Ce ne fut pas sans une amère tristesse. Bien souvent je baissais la tête sur mon ouvrage, et je m’arrêtais à rêver de l’absent, et à me rappeler les dernières paroles qu’il m’avait dites et les derniers regards qu’il m’avait jetés en partant le sac sur le dos; mais le contremaître de l’atelier ne tardait pas à me réveiller, et je reprenais mon travail avec ardeur.

Car il faut vous dire, madame, que je travaillais dans un atelier avec trente ou quarante ouvrières. Chacune de nous avait son métier et gagnait à peu près soixante-quinze centimes.
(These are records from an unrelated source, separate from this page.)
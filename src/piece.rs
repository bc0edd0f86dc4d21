use rand::Rng;
use serde::{Deserialize, Serialize};

use crate::board::Board;
use crate::BOARD_WIDTH;

#[derive(Clone, Copy, Serialize, Deserialize, Debug, PartialEq, Eq, Hash)]
pub enum Tetromino {
    I,
    O,
    T,
    S,
    Z,
    J,
    L,
}

impl Tetromino {
    pub fn all() -> [Tetromino; 7] {
        [
            Tetromino::I,
            Tetromino::O,
            Tetromino::T,
            Tetromino::S,
            Tetromino::Z,
            Tetromino::J,
            Tetromino::L,
        ]
    }

    /// Uniform pick over the seven shapes; there is no bag.
    pub fn random(rng: &mut impl Rng) -> Tetromino {
        Tetromino::all()[rng.gen_range(0..7)]
    }

    pub fn index(self) -> usize {
        self as usize
    }

    /// Board tag written on lock. Distinct from `CELL_EMPTY` and `CELL_GARBAGE`.
    pub fn color_id(self) -> u8 {
        self.index() as u8 + 1
    }

    fn base_shape(self) -> Shape {
        let rows: &[&[u8]] = match self {
            Tetromino::I => &[&[1, 1, 1, 1]],
            Tetromino::O => &[&[1, 1], &[1, 1]],
            Tetromino::T => &[&[0, 1, 0], &[1, 1, 1]],
            Tetromino::S => &[&[0, 1, 1], &[1, 1, 0]],
            Tetromino::Z => &[&[1, 1, 0], &[0, 1, 1]],
            Tetromino::J => &[&[1, 0, 0], &[1, 1, 1]],
            Tetromino::L => &[&[0, 0, 1], &[1, 1, 1]],
        };
        Shape::from_rows(rows)
    }
}

#[derive(Clone, Copy, Serialize, Deserialize, Debug, PartialEq, Eq)]
pub enum Rotation {
    Spawn = 0,
    Right = 1,
    Reverse = 2,
    Left = 3,
}

impl Rotation {
    pub fn rotate_cw(self) -> Rotation {
        match self {
            Rotation::Spawn => Rotation::Right,
            Rotation::Right => Rotation::Reverse,
            Rotation::Reverse => Rotation::Left,
            Rotation::Left => Rotation::Spawn,
        }
    }
}

/// Occupancy matrix of a piece in its current orientation, at most 4x4.
#[derive(Clone, Copy, Debug, PartialEq, Eq)]
pub struct Shape {
    rows: usize,
    cols: usize,
    mask: [[bool; 4]; 4],
}

impl Shape {
    fn from_rows(rows: &[&[u8]]) -> Shape {
        let mut mask = [[false; 4]; 4];
        for (r, row) in rows.iter().enumerate() {
            for (c, &v) in row.iter().enumerate() {
                mask[r][c] = v != 0;
            }
        }
        Shape {
            rows: rows.len(),
            cols: rows[0].len(),
            mask,
        }
    }

    pub fn width(&self) -> usize {
        self.cols
    }

    pub fn height(&self) -> usize {
        self.rows
    }

    pub fn is_set(&self, row: usize, col: usize) -> bool {
        row < self.rows && col < self.cols && self.mask[row][col]
    }

    /// Quarter turn clockwise: transpose, then reverse each row.
    pub fn rotated_cw(&self) -> Shape {
        let mut mask = [[false; 4]; 4];
        for i in 0..self.cols {
            for j in 0..self.rows {
                mask[i][j] = self.mask[self.rows - 1 - j][i];
            }
        }
        Shape {
            rows: self.cols,
            cols: self.rows,
            mask,
        }
    }

    /// Offsets `(row, col)` of the occupied cells.
    pub fn cells(&self) -> impl Iterator<Item = (i32, i32)> + '_ {
        (0..self.rows).flat_map(move |r| {
            (0..self.cols)
                .filter(move |&c| self.mask[r][c])
                .map(move |c| (r as i32, c as i32))
        })
    }
}

#[derive(Default)]
pub struct KickTable;

impl KickTable {
    /// SRS offsets `(dx, dy)` with y pointing up, tried in order.
    pub fn kicks(piece: Tetromino, from: Rotation, to: Rotation) -> &'static [(i32, i32)] {
        let idx = match (from, to) {
            (Rotation::Spawn, Rotation::Right) => 0,
            (Rotation::Right, Rotation::Spawn) => 1,
            (Rotation::Right, Rotation::Reverse) => 2,
            (Rotation::Reverse, Rotation::Right) => 3,
            (Rotation::Reverse, Rotation::Left) => 4,
            (Rotation::Left, Rotation::Reverse) => 5,
            (Rotation::Left, Rotation::Spawn) => 6,
            (Rotation::Spawn, Rotation::Left) => 7,
            _ => return &[(0, 0)],
        };
        const JLSTZ: [[(i32, i32); 5]; 8] = [
            [(0, 0), (-1, 0), (-1, 1), (0, -2), (-1, -2)], // 0->R
            [(0, 0), (1, 0), (1, -1), (0, 2), (1, 2)],     // R->0
            [(0, 0), (1, 0), (1, -1), (0, 2), (1, 2)],     // R->2
            [(0, 0), (-1, 0), (-1, 1), (0, -2), (-1, -2)], // 2->R
            [(0, 0), (1, 0), (1, 1), (0, -2), (1, -2)],    // 2->L
            [(0, 0), (-1, 0), (-1, -1), (0, 2), (-1, 2)],  // L->2
            [(0, 0), (-1, 0), (-1, -1), (0, 2), (-1, 2)],  // L->0
            [(0, 0), (1, 0), (1, 1), (0, -2), (1, -2)],    // 0->L
        ];
        const I: [[(i32, i32); 5]; 8] = [
            [(0, 0), (-2, 0), (1, 0), (-2, -1), (1, 2)], // 0->R
            [(0, 0), (2, 0), (-1, 0), (2, 1), (-1, -2)], // R->0
            [(0, 0), (-1, 0), (2, 0), (-1, 2), (2, -1)], // R->2
            [(0, 0), (1, 0), (-2, 0), (1, -2), (-2, 1)], // 2->R
            [(0, 0), (2, 0), (-1, 0), (2, 1), (-1, -2)], // 2->L
            [(0, 0), (-2, 0), (1, 0), (-2, -1), (1, 2)], // L->2
            [(0, 0), (1, 0), (-2, 0), (1, -2), (-2, 1)], // L->0
            [(0, 0), (-1, 0), (2, 0), (-1, 2), (2, -1)], // 0->L
        ];
        match piece {
            Tetromino::I => &I[idx],
            Tetromino::O => &[],
            _ => &JLSTZ[idx],
        }
    }
}

/// A falling piece. `x`/`y` locate the top-left of its shape matrix on the board.
#[derive(Clone, Debug, PartialEq, Eq)]
pub struct Piece {
    pub kind: Tetromino,
    pub shape: Shape,
    pub rotation: Rotation,
    pub x: i32,
    pub y: i32,
    pub rotated_before_lock: bool,
}

impl Piece {
    pub fn spawn(kind: Tetromino) -> Piece {
        let shape = kind.base_shape();
        Piece {
            kind,
            shape,
            rotation: Rotation::Spawn,
            x: spawn_column(&shape),
            y: 0,
            rotated_before_lock: false,
        }
    }

    /// Back to the spawn column and row 0, keeping the orientation.
    pub fn recenter(&mut self) {
        self.x = spawn_column(&self.shape);
        self.y = 0;
    }

    /// Absolute `(row, col)` of every occupied cell.
    pub fn cells(&self) -> impl Iterator<Item = (i32, i32)> + '_ {
        self.shape
            .cells()
            .map(move |(r, c)| (self.y + r, self.x + c))
    }

    /// Rows above the board are allowed; anything else must be in bounds and empty.
    pub fn fits(&self, board: &Board) -> bool {
        self.cells().all(|(row, col)| !board.is_occupied(row, col))
    }

    pub fn shifted(&self, dx: i32, dy: i32) -> Piece {
        Piece {
            x: self.x + dx,
            y: self.y + dy,
            ..self.clone()
        }
    }

    /// Clockwise rotation resolved against the kick table. On success the
    /// piece is marked as rotated; on failure it is left untouched.
    pub fn try_rotate(&mut self, board: &Board) -> bool {
        let from = self.rotation;
        let to = from.rotate_cw();
        let kicks = KickTable::kicks(self.kind, from, to);
        if kicks.is_empty() {
            return false;
        }
        let shape = self.shape.rotated_cw();
        for &(dx, dy) in kicks {
            let test = Piece {
                shape,
                rotation: to,
                x: self.x + dx,
                // kick tables are y-up, board rows grow downward
                y: self.y - dy,
                ..self.clone()
            };
            if test.fits(board) {
                *self = test;
                self.rotated_before_lock = true;
                return true;
            }
        }
        false
    }

    /// Lowest reachable position straight below the current one.
    pub fn dropped(&self, board: &Board) -> Piece {
        let mut landing = self.clone();
        loop {
            let next = landing.shifted(0, 1);
            if !next.fits(board) {
                return landing;
            }
            landing = next;
        }
    }
}

fn spawn_column(shape: &Shape) -> i32 {
    (BOARD_WIDTH / 2) as i32 - (shape.width() / 2) as i32
}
Pour une femme, et dans ce pays, c’est beaucoup; car les femmes, comme vous savez, sont toujours fort mal payées, et on ne leur confie guère que des ouvrages qui demandent de la patience.

Quinze sous par jour! pensez, madame, si nous avions de quoi mener les violons; encore faut-il excepter les dimanches, où l’on ne travaille pas, les jours de marché, où l’on ne travaille guère, et les jours où l’ouvrage manque, ce qui arrive au moins trois semaines par an. Quand nous avons payé le propriétaire, le boulanger, le beurre, les légumes et les pauvres habits que nous avons sur le corps, jugez s’il nous reste grand’chose et si nous pouvons faire bombance.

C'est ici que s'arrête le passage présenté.